About this exercise: Word for word, copy the line containing "for both vertices." and each line after it in the records below, ending with the last line.

+++

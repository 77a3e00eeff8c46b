//! Binary min-heap over vertices with a position map for O(log n) decrease-key.
//!
//! Nodes live in a flat `Vec` using the 0-based layout (children of `i` at
//! `2i + 1` and `2i + 2`). A second `Vec` maps each vertex id to the slot
//! currently holding it, or `None` once the vertex has been extracted. Every
//! swap rewrites both affected position entries together with the data.

use serde::{Deserialize, Serialize};

use crate::error::{Error, Result};

/// Priority type used by the heap.
pub type Key = u64;

/// Key of a vertex not yet connected to the tree.
pub const INFINITE_KEY: Key = Key::MAX;

/// A `(vertex, key)` pair stored in the heap.
#[derive(Debug, Clone, Copy, PartialEq, Eq, Serialize, Deserialize)]
pub struct HeapNode {
    pub vertex: usize,
    pub key: Key,
}

impl HeapNode {
    pub fn new(vertex: usize, key: Key) -> Self {
        Self { vertex, key }
    }

    /// Strict heap ordering: smaller key first, ties go to the smaller vertex id.
    #[inline]
    fn precedes(&self, other: &HeapNode) -> bool {
        (self.key, self.vertex) < (other.key, other.vertex)
    }
}

/// Indexed min-heap keyed by vertex id.
#[derive(Debug, Clone)]
pub struct IndexedMinHeap {
    nodes: Vec<HeapNode>,
    positions: Vec<Option<usize>>,
}

impl IndexedMinHeap {
    /// Create an empty heap able to hold vertices `0..capacity`.
    pub fn new(capacity: usize) -> Self {
        Self {
            nodes: Vec::with_capacity(capacity),
            positions: vec![None; capacity],
        }
    }

    /// Build a heap from an arbitrary array of nodes in O(n).
    ///
    /// Positions are assigned first, then the heap order is restored by
    /// sifting down from the last internal node up to the root. Every vertex
    /// must be below `capacity` and appear at most once.
    pub fn build(capacity: usize, nodes: Vec<HeapNode>) -> Result<Self> {
        let mut positions = vec![None; capacity];
        for (slot, node) in nodes.iter().enumerate() {
            match positions.get_mut(node.vertex) {
                None => {
                    return Err(Error::HeapInvariant(format!(
                        "vertex {} out of range for capacity {}",
                        node.vertex, capacity
                    )))
                }
                Some(Some(_)) => {
                    return Err(Error::HeapInvariant(format!(
                        "vertex {} appears more than once",
                        node.vertex
                    )))
                }
                Some(pos) => *pos = Some(slot),
            }
        }

        let mut heap = Self { nodes, positions };
        for idx in (0..heap.nodes.len() / 2).rev() {
            heap.sift_down(idx);
        }
        Ok(heap)
    }

    pub fn len(&self) -> usize {
        self.nodes.len()
    }

    pub fn is_empty(&self) -> bool {
        self.nodes.is_empty()
    }

    /// Number of distinct vertex ids the position map can track.
    pub fn capacity(&self) -> usize {
        self.positions.len()
    }

    /// O(1) membership test. Extracted and out-of-range vertices are absent.
    #[inline]
    pub fn contains(&self, vertex: usize) -> bool {
        self.slot_of(vertex).is_some()
    }

    /// Current key of `vertex`, if it is still in the heap.
    pub fn key_of(&self, vertex: usize) -> Option<Key> {
        self.slot_of(vertex).map(|slot| self.nodes[slot].key)
    }

    /// The minimum node without removing it.
    pub fn peek(&self) -> Option<HeapNode> {
        self.nodes.first().copied()
    }

    /// Insert a vertex that is not currently in the heap.
    pub fn insert(&mut self, vertex: usize, key: Key) -> Result<()> {
        match self.positions.get(vertex) {
            None => Err(Error::HeapInvariant(format!(
                "vertex {} out of range for capacity {}",
                vertex,
                self.positions.len()
            ))),
            Some(Some(_)) => Err(Error::HeapInvariant(format!(
                "vertex {} is already in the heap",
                vertex
            ))),
            Some(None) => {
                let idx = self.nodes.len();
                self.nodes.push(HeapNode::new(vertex, key));
                self.positions[vertex] = Some(idx);
                self.sift_up(idx);
                Ok(())
            }
        }
    }

    /// Remove and return the node with the smallest key.
    pub fn extract_min(&mut self) -> Result<HeapNode> {
        let last = self.nodes.len().checked_sub(1).ok_or(Error::EmptyHeap)?;
        self.swap_nodes(0, last);

        let min = self.nodes.pop().ok_or(Error::EmptyHeap)?;
        self.positions[min.vertex] = None;

        if !self.nodes.is_empty() {
            self.sift_down(0);
        }
        Ok(min)
    }

    /// Lower the key of `vertex` and move it toward the root.
    ///
    /// Absent vertices and keys that are not strictly smaller are ignored.
    /// Returns whether the key changed.
    pub fn decrease_key(&mut self, vertex: usize, new_key: Key) -> bool {
        let Some(idx) = self.slot_of(vertex) else {
            return false;
        };
        if new_key >= self.nodes[idx].key {
            return false;
        }

        self.nodes[idx].key = new_key;
        self.sift_up(idx);
        true
    }

    /// Verify heap order and that the position map inverts the node array.
    pub fn check_invariants(&self) -> Result<()> {
        for idx in 1..self.nodes.len() {
            let parent = (idx - 1) / 2;
            if self.nodes[idx].precedes(&self.nodes[parent]) {
                return Err(Error::HeapInvariant(format!(
                    "slot {} ({:?}) precedes its parent slot {} ({:?})",
                    idx, self.nodes[idx], parent, self.nodes[parent]
                )));
            }
        }

        for (idx, node) in self.nodes.iter().enumerate() {
            if self.slot_of(node.vertex) != Some(idx) {
                return Err(Error::HeapInvariant(format!(
                    "vertex {} sits in slot {} but the position map says {:?}",
                    node.vertex,
                    idx,
                    self.slot_of(node.vertex)
                )));
            }
        }

        let tracked = self.positions.iter().filter(|pos| pos.is_some()).count();
        if tracked != self.nodes.len() {
            return Err(Error::HeapInvariant(format!(
                "position map tracks {} vertices but the heap holds {}",
                tracked,
                self.nodes.len()
            )));
        }
        Ok(())
    }

    #[inline]
    fn slot_of(&self, vertex: usize) -> Option<usize> {
        self.positions.get(vertex).copied().flatten()
    }

    fn sift_up(&mut self, mut idx: usize) {
        while idx > 0 {
            let parent = (idx - 1) / 2;
            if self.nodes[idx].precedes(&self.nodes[parent]) {
                self.swap_nodes(idx, parent);
                idx = parent;
            } else {
                break;
            }
        }
    }

    fn sift_down(&mut self, mut idx: usize) {
        let len = self.nodes.len();
        loop {
            let left = 2 * idx + 1;
            let right = left + 1;
            let mut smallest = idx;

            if left < len && self.nodes[left].precedes(&self.nodes[smallest]) {
                smallest = left;
            }
            if right < len && self.nodes[right].precedes(&self.nodes[smallest]) {
                smallest = right;
            }

            if smallest == idx {
                break;
            }
            self.swap_nodes(idx, smallest);
            idx = smallest;
        }
    }

    /// Swap two slots and update the position map for both vertices.
    fn swap_nodes(&mut self, a: usize, b: usize) {
        self.nodes.swap(a, b);
        self.positions[self.nodes[a].vertex] = Some(a);
        self.positions[self.nodes[b].vertex] = Some(b);
    }
}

+++

Answer space:
    /// Swap two slots and update the position map for both vertices.
    fn swap_nodes(&mut self, a: usize, b: usize) {
        self.nodes.swap(a, b);
        self.positions[self.nodes[a].vertex] = Some(a);
        self.positions[self.nodes[b].vertex] = Some(b);
    }
}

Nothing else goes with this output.